Correct Answer: A site → P site → E site

Explanation:


Introduction:
Ribosomes translate the genetic code in mRNA into a polypeptide by cycling transfer RNAs (tRNAs) through three functional sites. Mastering the order of these sites is essential to understand elongation, proofreading, and the energy flow that drives protein synthesis. This question asks for the correct tRNA pathway on the ribosome during elongation: the aminoacyl (A), peptidyl (P), and exit (E) sites.


Given Data / Assumptions:

  • Elongation involves repetitive decoding, peptide bond formation, and translocation.
  • tRNAs carry amino acids as aminoacyl–tRNA, or hold the nascent chain as peptidyl–tRNA.
  • Sites are arranged on the ribosome as A (acceptor), P (peptidyl), and E (exit).


Concept / Approach:
Aminoacyl–tRNA enters the A site when its anticodon matches the mRNA codon (with help from elongation factors). Peptidyl transferase activity (in the large subunit rRNA) transfers the growing chain from the P-site tRNA to the amino acid in the A site. After peptide bond formation, EF-G (in bacteria) or eEF2 (in eukaryotes) uses GTP to translocate the ribosome so that the A-site peptidyl–tRNA moves to the P site and the deacylated tRNA in P moves to E for exit. Thus, the directional flow is A → P → E.


Step-by-Step Solution:

Aminoacyl–tRNA escorted by EF-Tu•GTP (or eEF1A•GTP) samples the A site and is accepted upon correct codon–anticodon pairing.Peptidyl transferase catalyzes peptide bond formation: chain transfers from P-site tRNA to A-site aminoacyl–tRNA.GTP-dependent translocation moves the mRNA–tRNA complex so the peptidyl–tRNA shifts A → P, and deacylated tRNA shifts P → E.Deacylated tRNA leaves via the E site; the next codon is positioned in the A site.


Verification / Alternative check:
Antibiotics like chloramphenicol (blocks peptidyl transferase) and tetracycline (blocks A-site entry) confirm the functional order. Toeprinting and cryo-EM structures show tRNA occupancy consistent with A → P → E cycling.
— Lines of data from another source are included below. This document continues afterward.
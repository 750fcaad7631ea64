use crate::app::Application;

/// A reusable collection of gateways, data items and message handlers.
///
/// Modules added via [`Application::add_module`] are initialized in
/// registration order at the beginning of [`Application::launch`], on the
/// launching thread. A failed initialization aborts the launch.
pub trait Module: Send + 'static {
    fn on_initialize(&mut self, app: &Application) -> anyhow::Result<()>;
}
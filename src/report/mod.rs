//! Text-line formatting for the metrics sink
//!
//! One line per value: `<path>[.<suffix>] <value> <epoch-seconds>\n`.

use std::io::{self, Write};

use crate::stats::PerKind;

pub fn epoch_secs(now_ms: u64) -> u64 {
    now_ms / 1000
}

/// `<path> <value> <epoch>`
pub fn write_value(out: &mut dyn Write, path: &str, value: u64, now_ms: u64) -> io::Result<()> {
    writeln!(out, "{path} {value} {}", epoch_secs(now_ms))
}

/// `<path>.audio<suffix> <u64> <epoch>` then the video line
pub fn write_kind_counts(
    out: &mut dyn Write,
    path: &str,
    suffix: &str,
    values: PerKind<u64>,
    now_ms: u64,
) -> io::Result<()> {
    let secs = epoch_secs(now_ms);
    writeln!(out, "{path}.audio{suffix} {} {secs}", values.audio)?;
    writeln!(out, "{path}.video{suffix} {} {secs}", values.video)
}

/// `<path>.audio <f 2dp> <epoch>` then the video line
pub fn write_kind_rates(
    out: &mut dyn Write,
    path: &str,
    rates: PerKind<f64>,
    now_ms: u64,
) -> io::Result<()> {
    let secs = epoch_secs(now_ms);
    writeln!(out, "{path}.audio {:.2} {secs}", rates.audio)?;
    writeln!(out, "{path}.video {:.2} {secs}", rates.video)
}
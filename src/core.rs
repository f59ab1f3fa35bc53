use std::io::Write;
use std::time::Duration;

use chrono::Utc;
use tokio::io::AsyncRead;
use tokio_util::sync::CancellationToken;
use tracing::{debug, info, warn};

use crate::clock::{Clock, MonotonicClock};
use crate::metrics::Registry;
use crate::network::Sink;
use crate::processor::UnitProcessor;
use crate::session::{SessionError, SessionPhase, SessionState};
use crate::transport::{open_source, SourceUrl, UnitReader};
use crate::types::Options;

/// Connect, receive, back off, repeat, until `cancel` fires.
pub async fn run<C: Clock>(
    opts: &Options,
    registry: Registry,
    clock: C,
    cancel: &CancellationToken,
) -> anyhow::Result<()> {
    let source: SourceUrl = opts.source_url.parse()?;
    if registry.is_empty() {
        warn!("no metric is configured; units will be received and discarded");
    }
    let mut processor = UnitProcessor::new(registry, clock);
    let liveness = MonotonicClock::new();

    loop {
        if cancel.is_cancelled() {
            break;
        }
        let mut state = SessionState::start(Utc::now(), liveness.now_ms(), opts.stream_timeout.as_millis() as u64);
        debug!(phase = ?SessionPhase::Connecting, source = %source, sink = %opts.sink_addr);

        match run_session(opts, &source, &mut processor, &mut state, &liveness, cancel).await {
            Ok(()) => break,
            Err(e) => {
                let summary = state.summary(liveness.now_ms(), &e);
                warn!(phase = ?SessionPhase::Disconnected, "session ended: {}", error_chain(&e));
                info!(summary = %serde_json::to_string(&summary).unwrap_or_default(), "session summary");
            }
        }

        tokio::select! {
            _ = tokio::time::sleep(opts.reconnect_interval) => {}
            _ = cancel.cancelled() => break,
        }
    }

    info!(phase = ?SessionPhase::Terminated, "stopped");
    Ok(())
}

/// One attempt: sink first, then source, then receive until something ends it.
/// `Ok` means a stop was requested.
async fn run_session<C: Clock>(
    opts: &Options,
    source: &SourceUrl,
    processor: &mut UnitProcessor<C>,
    state: &mut SessionState,
    liveness: &MonotonicClock,
    cancel: &CancellationToken,
) -> Result<(), SessionError> {
    // blocking connect bounded by the sink timeout; nothing else runs meanwhile
    let mut sink = Sink::connect(&opts.sink_addr, opts.sink_timeout)?;
    let mut reader = open_source(source).await?;
    debug!(phase = ?SessionPhase::Receiving, format = %reader.format());

    receive(&mut reader, processor, &mut sink, state, liveness, cancel).await
}

/// Reads and dispatches units until stop, staleness, end of stream or error
pub(crate) async fn receive<R, C>(
    reader: &mut UnitReader<R>,
    processor: &mut UnitProcessor<C>,
    sink: &mut dyn Write,
    state: &mut SessionState,
    liveness: &impl Clock,
    cancel: &CancellationToken,
) -> Result<(), SessionError>
where
    R: AsyncRead + Unpin,
    C: Clock,
{
    loop {
        if cancel.is_cancelled() {
            return Ok(());
        }
        let now = liveness.now_ms();
        if state.is_timed_out(now) {
            return Err(SessionError::Timeout { idle_ms: state.idle_ms(now) });
        }

        let remaining = Duration::from_millis(state.remaining_ms(now));
        let unit = match tokio::time::timeout(remaining, reader.next_unit()).await {
            Ok(unit) => unit?.ok_or(SessionError::EndOfStream)?,
            Err(_) => return Err(SessionError::Timeout { idle_ms: state.idle_ms(liveness.now_ms()) }),
        };

        processor.process_unit(&unit, sink)?;
        state.record_delivery(liveness.now_ms(), unit.declared_len);
    }
}

/// `outer: inner: root` rendering of an error and its sources
fn error_chain(e: &dyn std::error::Error) -> String {
    let mut out = e.to_string();
    let mut source = e.source();
    while let Some(inner) = source {
        out.push_str(": ");
        out.push_str(&inner.to_string());
        source = inner.source();
    }
    out
}
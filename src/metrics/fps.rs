//! Audio/video frames per second

use super::{frame_kind, EmitContext, Metric, MetricDescriptor, MetricError};
use crate::report::write_kind_rates;
use crate::stats::{per_second, IntervalWindow, PerKind};
use crate::types::{KindMask, MediaUnit, TrackMap};

pub(super) const DESCRIPTOR: MetricDescriptor = MetricDescriptor {
    name: "FRAMES_PER_SECOND",
    summary: "audio/video frames (tags or fragments) per second",
    mask: KindMask::MEDIA,
    create,
};

fn create(tracks: &TrackMap) -> Box<dyn Metric> {
    Box::new(FramesPerSecond::new(*tracks))
}

/// Counts one frame per audio/video tag, or per fragment header of a mapped
/// track on fMP4 streams.
pub struct FramesPerSecond {
    tracks: TrackMap,
    window: IntervalWindow,
    frames: PerKind<u64>,
}

impl FramesPerSecond {
    pub fn new(tracks: TrackMap) -> Self {
        Self { tracks, window: IntervalWindow::new(), frames: PerKind::default() }
    }
}

impl Metric for FramesPerSecond {
    fn emit(&mut self, cx: &mut EmitContext<'_>, unit: &MediaUnit<'_>) -> Result<(), MetricError> {
        let Some(kind) = frame_kind(unit, &self.tracks, DESCRIPTOR.name) else {
            return Ok(());
        };
        *self.frames.get_mut(kind) += 1;

        let Some(elapsed) = self.window.poll(cx.now_ms, cx.settings.interval_ms) else {
            return Ok(());
        };
        let frames = self.frames.take();
        let rates = PerKind {
            audio: per_second(frames.audio, elapsed),
            video: per_second(frames.video, elapsed),
        };
        write_kind_rates(cx.out, &cx.settings.path, rates, cx.now_ms)?;
        Ok(())
    }
}
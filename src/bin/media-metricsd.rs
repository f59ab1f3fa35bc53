//! media-metricsd - live FLV / fragmented-MP4 stream metrics daemon.
//!
//! Reads units from a source, computes the metrics enabled through the
//! environment and writes `<path> <value> <epoch>` lines to a sink.

use std::io;
use std::process::ExitCode;
use std::time::Duration;

use anyhow::Context;
use clap::error::ErrorKind;
use clap::{ArgMatches, CommandFactory, FromArgMatches, Parser};
use tokio_util::sync::CancellationToken;
use tracing::{info, Level};
use tracing_subscriber::EnvFilter;

use media_metrics::config::EnvLookup;
use media_metrics::constants::{PASSTHROUGH_SINK, RECONNECT_INTERVAL_MS, SINK_TIMEOUT_SECS, STREAM_TIMEOUT_MS};
use media_metrics::daemon::{run, Options, TrackMap};
use media_metrics::metrics::{supported, Registry, CATALOG};

/// Live stream metrics daemon.
#[derive(Parser)]
#[command(name = "media-metricsd", version)]
struct Args {
    /// flv://host:port, fmp4://host:port, file:///path.flv or file:///path.mp4
    source: String,

    /// host:port of the metrics collector, or '-' for stdout
    sink: String,

    /// Reconnect when no unit arrives for this long
    #[arg(long, env = "STREAM_TIMEOUT_MS", default_value_t = STREAM_TIMEOUT_MS)]
    stream_timeout_ms: u64,

    /// Delay between connection attempts
    #[arg(long, env = "RECONNECT_INTERVAL_MS", default_value_t = RECONNECT_INTERVAL_MS)]
    reconnect_interval_ms: u64,

    /// Connect, send and receive timeout of the sink socket
    #[arg(long, env = "SINK_TIMEOUT_SECS", default_value_t = SINK_TIMEOUT_SECS)]
    sink_timeout_secs: u64,

    /// Fragment track id carrying video
    #[arg(long, default_value_t = TrackMap::default().video)]
    video_track: u32,

    /// Fragment track id carrying audio
    #[arg(long, default_value_t = TrackMap::default().audio)]
    audio_track: u32,

    /// Increase log verbosity (-v debug, -vv trace)
    #[arg(short, long, action = clap::ArgAction::Count)]
    verbose: u8,

    /// Only log errors
    #[arg(short, long, conflicts_with = "verbose")]
    quiet: bool,
}

fn usage_footer() -> String {
    let mut text = format!(
        "Built-in settings:\n  \
         stream timeout     {STREAM_TIMEOUT_MS} ms\n  \
         reconnect interval {RECONNECT_INTERVAL_MS} ms\n  \
         sink timeout       {SINK_TIMEOUT_SECS} s\n  \
         sink '{PASSTHROUGH_SINK}' writes to stdout\n\n\
         Supported metrics (enable with <NAME>=<path>,<interval-ms>):\n"
    );
    for metric in supported() {
        text.push_str(&format!("  {:<34}{}\n", metric.name, metric.summary));
    }
    text
}

fn init_logging(verbose: u8, quiet: bool) -> anyhow::Result<()> {
    let level = if quiet {
        Level::ERROR
    } else {
        match verbose {
            0 => Level::INFO,
            1 => Level::DEBUG,
            _ => Level::TRACE,
        }
    };

    let filter = EnvFilter::from_default_env()
        .add_directive(format!("media_metrics={level}").parse()?)
        .add_directive(format!("media_metricsd={level}").parse()?);

    // stdout may be the metric sink
    tracing_subscriber::fmt()
        .with_env_filter(filter)
        .with_target(false)
        .with_writer(std::io::stderr)
        .try_init()
        .map_err(|e| anyhow::anyhow!("cannot initialise logging: {e}"))
}

/// Parses the command line. Argument errors print the error followed by the
/// full usage text, including built-in settings and supported metrics.
fn parse_args() -> Result<Args, ExitCode> {
    let mut cmd = Args::command().after_help(usage_footer());
    let parsed = cmd
        .try_get_matches_from_mut(std::env::args_os())
        .and_then(|matches: ArgMatches| Args::from_arg_matches(&matches));
    match parsed {
        Ok(args) => Ok(args),
        Err(e) if matches!(e.kind(), ErrorKind::DisplayHelp | ErrorKind::DisplayVersion) => e.exit(),
        Err(e) => {
            let _ = e.print();
            eprintln!();
            let _ = cmd.write_long_help(&mut io::stderr());
            Err(ExitCode::from(2))
        }
    }
}

fn main() -> anyhow::Result<ExitCode> {
    let args = match parse_args() {
        Ok(args) => args,
        Err(code) => return Ok(code),
    };

    init_logging(args.verbose, args.quiet)?;
    info!("media-metricsd {} starting", env!("CARGO_PKG_VERSION"));

    let tracks = TrackMap { video: args.video_track, audio: args.audio_track };
    let registry = Registry::build(CATALOG, &EnvLookup, &tracks);
    info!(enabled = registry.len(), metrics = ?registry.names().collect::<Vec<_>>(), "registry built");

    let mut opts = Options::new(args.source, args.sink);
    opts.stream_timeout = Duration::from_millis(args.stream_timeout_ms);
    opts.reconnect_interval = Duration::from_millis(args.reconnect_interval_ms);
    opts.sink_timeout = Duration::from_secs(args.sink_timeout_secs);

    let runtime = tokio::runtime::Builder::new_current_thread()
        .enable_all()
        .build()
        .context("cannot start runtime")?;

    runtime.block_on(async {
        let cancel = CancellationToken::new();
        let stopper = cancel.clone();
        tokio::spawn(async move {
            if tokio::signal::ctrl_c().await.is_ok() {
                info!("stop requested");
                stopper.cancel();
            }
        });
        run(opts, registry, cancel).await
    })?;
    Ok(ExitCode::SUCCESS)
}
// src/lib.rs
pub mod daemon {
    use tokio_util::sync::CancellationToken;

    use crate::clock::{Clock, SystemClock};
    use crate::metrics::Registry;

    pub use crate::types::{Options, TrackMap};

    /// Async entry-point; returns once `cancel` fires (Ctrl-C) or the source
    /// url is unusable
    pub async fn run(opts: Options, registry: Registry, cancel: CancellationToken) -> anyhow::Result<()> {
        crate::core::run(&opts, registry, SystemClock, &cancel).await
    }

    /// [`run`] with the metric clock supplied by the caller
    pub async fn run_with_clock<C: Clock>(
        opts: Options,
        registry: Registry,
        clock: C,
        cancel: CancellationToken,
    ) -> anyhow::Result<()> {
        crate::core::run(&opts, registry, clock, &cancel).await
    }
}

pub mod clock;
pub mod config;
pub mod constants;
pub mod metrics;
pub mod network;
pub mod parsers;
pub mod processor;
pub mod report;
pub mod session;
pub mod stats;
pub mod transport;
pub mod types;

mod core;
Why Other Options Are Wrong:

  • P → entry → exit or A → P → entry: there is no formal “entry site”; the standard nomenclature is A, P, E.
  • P → A → E: peptide bond formation requires aminoacyl–tRNA in A first, not initial occupancy of P by the incoming tRNA.
  • E → A → P: reverse order; E is the exit only.


Common Pitfalls:
Confusing mRNA movement with tRNA site changes, and thinking the A site is for “already peptidyl” tRNA rather than the incoming aminoacyl–tRNA.